The Separation Closing Date until, but excluding, the 1 year anniversary thereof

     103.000

The 1 year anniversary of the Separation Closing Date until, but excluding, the 2 year anniversary thereof

     102.000

The 2 year anniversary of the Separation Closing Date until, but excluding, the 3 year anniversary thereof

     101.000

The 3 year anniversary of the Separation Closing Date and thereafter

     100.000

 

Change of Control:    Same as Existing Notes, except that (i) in no event shall a Separation Transaction be deemed to constitute a change of control event and (ii) from and after the Separation Closing Date, (x) change of control shall be tested based on change in ownership of PubCo or its successor and (y) LGEC and its subsidiaries shall be Permitted Holders.
Covenants:    Substantially the same as the Existing Notes, subject to the Documentation Principles.
Events of Default:    Substantially the same as the Existing Notes, subject to the Documentation Principles.

 

3


ANNEX A    CONFIDENTIAL

 

Ratings:    Within 45 days following the Separation Closing Date, Successor Issuer shall use commercially reasonable efforts to procure a public corporate credit rating and a public corporate family rating (but in each case, no specific rating) in respect of the Successor Issuer from at least two ratings agencies, respectively, and procure public ratings (but no specific ratings) for the New Notes from at least two ratings agencies.
Other Terms
Documentation Principles:   

The indenture governing the New Notes (the “New Indenture”) will be based on the Existing Indenture, modified to reflect the terms set forth in this Term Sheet and with further revisions to expressly permit the Separation Transaction.

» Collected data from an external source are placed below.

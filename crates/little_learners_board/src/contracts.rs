//! Contract-based validation for engine operations.
//!
//! Preconditions decide whether a request is accepted; a failed precondition
//! is an ordinary no-op reported as [`Ignored`]. Postconditions check that
//! the transition kept every invariant; they run in debug builds only.

use crate::invariants::{GameInvariants, InvariantSet, InvariantViolation};
use crate::phases::{Lifecycle, TurnPhase};
use crate::state::GameState;
use crate::transition::{Ignored, Ticket};
use tracing::{instrument, warn};

// ─────────────────────────────────────────────────────────────
//  Contract Trait
// ─────────────────────────────────────────────────────────────

/// Preconditions and postconditions for a state transition.
pub trait Contract<S, A> {
    /// Checks preconditions before applying the action.
    fn pre(state: &S, action: &A) -> Result<(), Ignored>;

    /// Checks postconditions after applying the action.
    fn post(before: &S, after: &S) -> Result<(), ContractViolation>;
}

/// A failed postcondition.
#[derive(Debug, Clone, PartialEq, Eq, derive_more::Display)]
#[display("Postcondition failed: {}", _0)]
pub struct ContractViolation(pub String);

impl std::error::Error for ContractViolation {}

impl From<Vec<InvariantViolation>> for ContractViolation {
    fn from(violations: Vec<InvariantViolation>) -> Self {
        let descriptions = violations
            .iter()
            .map(|v| v.description.as_str())
            .collect::<Vec<_>>()
            .join("; ");
        Self(descriptions)
    }
}

// ─────────────────────────────────────────────────────────────
//  Preconditions
// ─────────────────────────────────────────────────────────────

/// Precondition: turns are being played.
pub struct IsPlaying;

impl IsPlaying {
    /// Returns the current turn phase if playing.
    #[instrument(skip(state))]
    pub fn check(state: &GameState) -> Result<&TurnPhase, Ignored> {
        match state.lifecycle() {
            Lifecycle::Playing { turn, .. } => Ok(turn),
            Lifecycle::Setup => Err(Ignored::NotPlaying),
            Lifecycle::Finished { .. } => Err(Ignored::NotPlaying),
        }
    }
}

/// Precondition: nothing is rolling, moving or waiting on a task.
pub struct TurnIsIdle;

impl TurnIsIdle {
    /// Validates the turn is idle.
    #[instrument(skip(state))]
    pub fn check(state: &GameState) -> Result<(), Ignored> {
        match IsPlaying::check(state)? {
            TurnPhase::Idle => Ok(()),
            other => Err(Ignored::Busy(other.kind())),
        }
    }
}

/// Precondition: a task gate is open.
pub struct TaskIsOpen;

impl TaskIsOpen {
    /// Validates a task is pending.
    #[instrument(skip(state))]
    pub fn check(state: &GameState) -> Result<(), Ignored> {
        match IsPlaying::check(state)? {
            TurnPhase::TaskPending { .. } => Ok(()),
            _ => Err(Ignored::NoTaskOpen),
        }
    }
}

// ─────────────────────────────────────────────────────────────
//  Postconditions
// ─────────────────────────────────────────────────────────────

/// Postcondition: within a generation, no token moves backwards and nobody
/// joins or leaves the roster mid-game.
pub struct MonotonicPositions;

impl MonotonicPositions {
    /// Checks positions between two states.
    #[instrument(skip(before, after))]
    pub fn holds(before: &GameState, after: &GameState) -> bool {
        if before.generation() != after.generation() || before.players().is_empty() {
            return true;
        }
        if before.players().len() != after.players().len() {
            warn!(
                before = before.players().len(),
                after = after.players().len(),
                "Roster changed mid-game"
            );
            return false;
        }
        let valid = before
            .players()
            .iter()
            .zip(after.players())
            .all(|(b, a)| a.position() >= b.position());
        if !valid {
            warn!("Token moved backwards");
        }
        valid
    }
}

fn post_common(before: &GameState, after: &GameState) -> Result<(), ContractViolation> {
    GameInvariants::check_all(after)?;
    if !MonotonicPositions::holds(before, after) {
        return Err(ContractViolation(
            "Positions are non-decreasing within a game".to_string(),
        ));
    }
    Ok(())
}

// ─────────────────────────────────────────────────────────────
//  Operation Contracts
// ─────────────────────────────────────────────────────────────

/// A roll request.
#[derive(Debug, Clone, Copy)]
pub struct RollRequest;

/// A request to close the task gate.
#[derive(Debug, Clone, Copy)]
pub struct CompleteTaskRequest;

/// Contract for rolling.
///
/// Preconditions:
/// - game is playing
/// - turn is idle (no roll, move or task in progress)
///
/// Postconditions:
/// - all invariants hold, positions unchanged or ahead
pub struct RollContract;

impl Contract<GameState, RollRequest> for RollContract {
    fn pre(state: &GameState, _action: &RollRequest) -> Result<(), Ignored> {
        TurnIsIdle::check(state)
    }

    fn post(before: &GameState, after: &GameState) -> Result<(), ContractViolation> {
        post_common(before, after)?;
        if !after.is_rolling() {
            return Err(ContractViolation("Roll did not start rolling".to_string()));
        }
        Ok(())
    }
}

/// Contract for completing a task.
///
/// Preconditions:
/// - game is playing with a task gate open
///
/// Postconditions:
/// - gate closed, turn idle
/// - current index advanced by exactly one modulo roster size
pub struct CompleteTaskContract;

impl Contract<GameState, CompleteTaskRequest> for CompleteTaskContract {
    fn pre(state: &GameState, _action: &CompleteTaskRequest) -> Result<(), Ignored> {
        TaskIsOpen::check(state)
    }

    fn post(before: &GameState, after: &GameState) -> Result<(), ContractViolation> {
        post_common(before, after)?;
        if after.show_task_modal() || !after.can_roll() {
            return Err(ContractViolation("Task gate still open".to_string()));
        }
        let count = after.players().len();
        let expected = before.current_player_index().map(|i| (i + 1) % count);
        if after.current_player_index() != expected {
            return Err(ContractViolation(format!(
                "Turn passed to {:?}, expected {:?}",
                after.current_player_index(),
                expected
            )));
        }
        Ok(())
    }
}

/// Contract for timer continuations. The ticket check lives in the engine;
/// only postconditions apply here.
pub struct StepContract;

impl Contract<GameState, Ticket> for StepContract {
    fn pre(_state: &GameState, _action: &Ticket) -> Result<(), Ignored> {
        Ok(())
    }

    fn post(before: &GameState, after: &GameState) -> Result<(), ContractViolation> {
        post_common(before, after)
    }
}

#[cfg(test)]
mod tests {
    use super::*;
    use crate::phases::PhaseKind;
    use crate::{Player, PlayerColor, TileCatalog};

    fn playing(turn: TurnPhase) -> GameState {
        let mut state = GameState::default();
        state.players = vec![
            Player::new(0, "Ana", PlayerColor::Red, "user").placed_at(1),
            Player::new(1, "Ben", PlayerColor::Blue, "bot"),
        ];
        state.lifecycle = Lifecycle::Playing { current: 0, turn };
        state
    }

    #[test]
    fn test_roll_requires_playing() {
        assert_eq!(
            RollContract::pre(&GameState::default(), &RollRequest),
            Err(Ignored::NotPlaying)
        );
    }

    #[test]
    fn test_roll_requires_idle() {
        assert!(RollContract::pre(&playing(TurnPhase::Idle), &RollRequest).is_ok());
        assert_eq!(
            RollContract::pre(&playing(TurnPhase::Rolling), &RollRequest),
            Err(Ignored::Busy(PhaseKind::Rolling))
        );
    }

    #[test]
    fn test_complete_requires_open_task() {
        let tile = TileCatalog::standard().get(2).cloned().unwrap();
        assert!(CompleteTaskContract::pre(&playing(TurnPhase::TaskPending { tile }), &CompleteTaskRequest).is_ok());
        assert_eq!(
            CompleteTaskContract::pre(&playing(TurnPhase::Idle), &CompleteTaskRequest),
            Err(Ignored::NoTaskOpen)
        );
    }

    #[test]
    fn test_backwards_move_fails_post() {
        let before = playing(TurnPhase::Idle);
        let mut after = before.clone();
        after.players[0].step_to(0);
        assert!(!MonotonicPositions::holds(&before, &after));
        assert!(StepContract::post(&before, &after).is_err());
    }

    #[test]
    fn test_reset_is_exempt_from_monotonic_check() {
        let before = playing(TurnPhase::Idle);
        let mut after = before.clone();
        after.generation = after.generation.next();
        after.players[0].step_to(0);
        assert!(MonotonicPositions::holds(&before, &after));
    }

    #[test]
    fn test_complete_post_checks_rotation() {
        let tile = TileCatalog::standard().get(2).cloned().unwrap();
        let before = playing(TurnPhase::TaskPending { tile });
        let mut after = before.clone();
        after.lifecycle = Lifecycle::Playing {
            current: 0,
            turn: TurnPhase::Idle,
        };
        assert!(CompleteTaskContract::post(&before, &after).is_err());
        after.lifecycle = Lifecycle::Playing {
            current: 1,
            turn: TurnPhase::Idle,
        };
        assert!(CompleteTaskContract::post(&before, &after).is_ok());
    }
}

The New Indenture shall additionally provide that, following the Separation Closing Date, all references to “LGEC” shall be replaced to refer to PubCo for purposes of covenants, events of default, financial calculations, and any similar matters.

The principles set forth in this section titled “Documentation Principles” are referred to as the “Documentation Principles”.

Amendments, Waivers and Releases:    All amendments, waivers, releases and other modifications to the Existing Indenture to be set forth in accordance with Section 1.2 of the Exchange Agreement.